Whenever the string "Debug" turns up in a line of the data below, copy that line.

Stored items:

###

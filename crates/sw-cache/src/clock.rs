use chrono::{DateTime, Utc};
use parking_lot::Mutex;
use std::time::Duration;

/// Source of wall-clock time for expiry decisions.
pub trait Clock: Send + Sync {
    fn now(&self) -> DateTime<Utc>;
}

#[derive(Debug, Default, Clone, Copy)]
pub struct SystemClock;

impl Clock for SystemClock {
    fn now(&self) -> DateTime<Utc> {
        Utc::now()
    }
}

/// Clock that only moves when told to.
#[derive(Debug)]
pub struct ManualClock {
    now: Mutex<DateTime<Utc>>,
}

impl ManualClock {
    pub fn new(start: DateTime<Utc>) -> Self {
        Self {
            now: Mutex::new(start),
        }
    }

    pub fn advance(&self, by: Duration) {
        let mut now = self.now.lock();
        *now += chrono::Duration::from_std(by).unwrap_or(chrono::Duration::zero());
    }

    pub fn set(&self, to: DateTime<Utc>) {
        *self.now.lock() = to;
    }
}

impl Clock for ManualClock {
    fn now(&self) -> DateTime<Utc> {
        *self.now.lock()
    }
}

###

**Solution to this task:**
#[derive(Debug, Default, Clone, Copy)]
#[derive(Debug)]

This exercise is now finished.